Phase 3 trial assessing RHB-104 as a treatment for Crohn’s disease yields positive results.
Top-line results from RedHill Biopharma Ltd.’s phase 3 trial assessing RHB-104 as a treatment for Crohn’s disease show that the orally-administered antibiotic combination therapy met both its primary and secondary endpoints with an early remission rate achieved at week 26 and consistent benefit maintained.
“The robust results of this study demonstrate that RHB-104 could become a leading therapeutic option in Crohn’s disease and bring hope to patients worldwide,” RedHill’s medical director Ira Kalfus, MD, said in a recent statement. “This is the first global, double-blind, placebo-controlled study that demonstrates the efficacy of anti-MAP therapy in Crohn’s disease. The availability of antibiotic therapy for treating Crohn’s disease could be transformative.”

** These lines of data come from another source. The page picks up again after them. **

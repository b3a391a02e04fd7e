//! Static tables reconciling the French and Hebrew corpora.
//!
//! The French store numbers books 10, 20, 30 ...; the Hebrew store numbers the
//! 39 books of the Tanakh 1..=39. A French book missing from the mapping has no
//! Hebrew edition.

use crate::model::BookNumber;

/// `(primary book, secondary book, Hebrew name, common French name)`.
const BOOK_TABLE: [(BookNumber, u32, &str, &str); 39] = [
    (10, 1, "בְּרֵאשִׁית", "Genèse"),
    (20, 2, "שְׁמוֹת", "Exode"),
    (30, 3, "וַיִּקְרָא", "Lévitique"),
    (40, 4, "בְּמִדְבַּר", "Nombres"),
    (50, 5, "דְּבָרִים", "Deutéronome"),
    (60, 6, "יְהוֹשֻׁעַ", "Josué"),
    (70, 7, "שׁוֹפְטִים", "Juges"),
    (80, 8, "רוּת", "Ruth"),
    (90, 9, "שְׁמוּאֵל א", "1 Samuel"),
    (100, 10, "שְׁמוּאֵל ב", "2 Samuel"),
    (110, 11, "מְלָכִים א", "1 Rois"),
    (120, 12, "מְלָכִים ב", "2 Rois"),
    (130, 13, "דִּבְרֵי הַיָּמִים א", "1 Chroniques"),
    (140, 14, "דִּבְרֵי הַיָּמִים ב", "2 Chroniques"),
    (150, 15, "עֶזְרָא", "Esdras"),
    (160, 16, "נְחֶמְיָה", "Néhémie"),
    (190, 17, "אֶסְתֵּר", "Esther"),
    (220, 18, "אִיּוֹב", "Job"),
    (230, 19, "תְּהִלִּים", "Psaumes"),
    (240, 20, "מִשְׁלֵי", "Proverbes"),
    (250, 21, "קֹהֶלֶת", "Ecclésiaste"),
    (260, 22, "שִׁיר הַשִּׁירִים", "Cantique des Cantiques"),
    (290, 23, "יְשַׁעְיָהוּ", "Isaïe"),
    (300, 24, "יִרְמְיָהוּ", "Jérémie"),
    (310, 25, "אֵיכָה", "Lamentations"),
    (330, 26, "יְחֶזְקֵאל", "Ézéchiel"),
    (340, 27, "דָּנִיֵּאל", "Daniel"),
    (350, 28, "הוֹשֵׁעַ", "Osée"),
    (360, 29, "יוֹאֵל", "Joël"),
    (370, 30, "עָמוֹס", "Amos"),
    (380, 31, "עֹבַדְיָה", "Abdias"),
    (390, 32, "יוֹנָה", "Jonas"),
    (400, 33, "מִיכָה", "Michée"),
    (410, 34, "נַחוּם", "Nahum"),
    (420, 35, "חֲבַקּוּק", "Habacuc"),
    (430, 36, "צְפַנְיָה", "Sophonie"),
    (440, 37, "חַגַּי", "Aggée"),
    (450, 38, "זְכַרְיָה", "Zacharie"),
    (460, 39, "מַלְאָכִי", "Malachie"),
];

fn entry(book: BookNumber) -> Option<&'static (BookNumber, u32, &'static str, &'static str)> {
    BOOK_TABLE.iter().find(|(primary, ..)| *primary == book)
}

/// Translate a French book number into the Hebrew store's numbering.
pub fn secondary_book_number(book: BookNumber) -> Option<u32> {
    entry(book).map(|(_, secondary, ..)| *secondary)
}

pub fn has_secondary_text(book: BookNumber) -> bool {
    entry(book).is_some()
}

pub fn hebrew_book_name(book: BookNumber) -> Option<&'static str> {
    entry(book).map(|(_, _, hebrew, _)| *hebrew)
}

/// Familiar French title, shown next to Chouraqui's own book name.
pub fn common_french_name(book: BookNumber) -> Option<&'static str> {
    entry(book).map(|(.., french)| *french)
}

/// Thematic section used to group the book selector.
#[derive(Debug, Clone, Copy, PartialEq, Eq)]
pub struct BookGroup {
    pub key: &'static str,
    pub label: &'static str,
}

pub const BOOK_GROUPS: [BookGroup; 5] = [
    BookGroup {
        key: "torah",
        label: "Torah",
    },
    BookGroup {
        key: "neviim",
        label: "Prophètes",
    },
    BookGroup {
        key: "ketouvim",
        label: "Écrits",
    },
    BookGroup {
        key: "deuterocanoniques",
        label: "Deutérocanoniques",
    },
    BookGroup {
        key: "nouveau-testament",
        label: "Nouveau Testament",
    },
];

const NEVIIM: [BookNumber; 21] = [
    60, 70, 90, 100, 110, 120, 290, 300, 330, 350, 360, 370, 380, 390, 400, 410, 420, 430, 440,
    450, 460,
];

/// Group a book belongs to. Books outside the Tanakh numbered from 470 on
/// are New Testament, the remaining ones deuterocanonical.
pub fn group_for_book(book: BookNumber) -> &'static BookGroup {
    let idx = if (10..=50).contains(&book) {
        0
    } else if NEVIIM.contains(&book) {
        1
    } else if has_secondary_text(book) {
        2
    } else if book >= 470 {
        4
    } else {
        3
    };
    &BOOK_GROUPS[idx]
}

pub fn group_by_key(key: &str) -> Option<&'static BookGroup> {
    BOOK_GROUPS.iter().find(|group| group.key == key)
}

RHB-104 is a proprietary antibiotic combination therapy in oral capsule formulation that has potent intracellular, antimycobacterial, and anti-inflammatory properties; it is grounded in the hypothesis that Crohn’s disease is caused by Mycobacterium avium subspecies paratuberculosis (MAP) infection in susceptible patients, according to RedHill Bio.
In the study, 330 patients with Crohn’s disease were divided into 2 treatment arms, experimental or placebo, and administered 5 RHB-104 capsules or placebo orally twice-daily (BID). Remission at week 26 was the primary endpoint of the study, defined as the Crohn's Disease Activity Index (CDAI) score of less than 150.
Secondary outcome measures included a response at week 26 as measured by a reduction of CDAI score by a minimum of 100 points in the timeframe of 26 weeks, the time to remission response as measured by the time (weeks after randomization) that a participant first records a state of remission or response in the timeframe of 52 weeks, the duration of remission and response as measured by the time that a subject is in a state of remission or response in the timeframe of 52 weeks, and the maintenance of remission as measured by remission in a subject from week 26 through week 52 in the timeframe of 52 weeks.
Patients who were administered RHB-104 achieved a statistically significant greater response at week 26 (defined as a decrease of ≥100 in CDAI from baseline) compared with those who were treated with placebo (44% vs. 31%, p= 0.028). Patients administered RHB-104 also experienced a statistically significant benefit in achieving early remission defined as remission at week 16 (42% vs. 29%, p= 0.019).
A statistically significant benefit in durable remission over weeks 16 to 52, which was defined as continuous remission throughout the period, (18% vs. 9%, p= 0.038), was also experienced by patients treated with RHB-104 and demonstrated an improvement of 100% over placebo. Remission in the RHB-104 arm also continued to be favorable to placebo (27% vs. 20%, p= 0.155) at week 52 of treatment.
An analysis of maintenance of remission at week 52 in subjects recorded to be in remission at week 16 also exhibited a statistically significant benefit with RHB-104 over placebo (25% vs. 12%, p= 0.007).
RHB-104 was found to be safe and well tolerated overall. Both the active and placebo treatment groups experienced similarly low rates of serious adverse events and treatment emergent adverse events leading to study drug discontinuation. Consequently, RHB-104 was granted a positive safety profile.
RedHill will continue assessing additional exploratory endpoints as data becomes available, including mucosal healing, MAP status, quality of life assessment, sub-population analyses, and pharmacokinetics. The coming months are anticipated to provide additional data.
“Further analysis of the data will potentially be used to identify and enrich the target population in future studies,” said Dror Ben-Asher, CEO of RedHill Biopharma exclusively to Rare Disease Report. “During the coming months, we will also be meeting with key opinion leaders and the US Food and Drug Administration to present the data package and discuss the development path to potential approval and will continue discussions with potential partners for RHB-104. We also plan to submit a late-breaking abstract to the American College of Gastroenterology Annual Scientific Meeting, which is in October 2018, and expect to present the results at additional conferences.”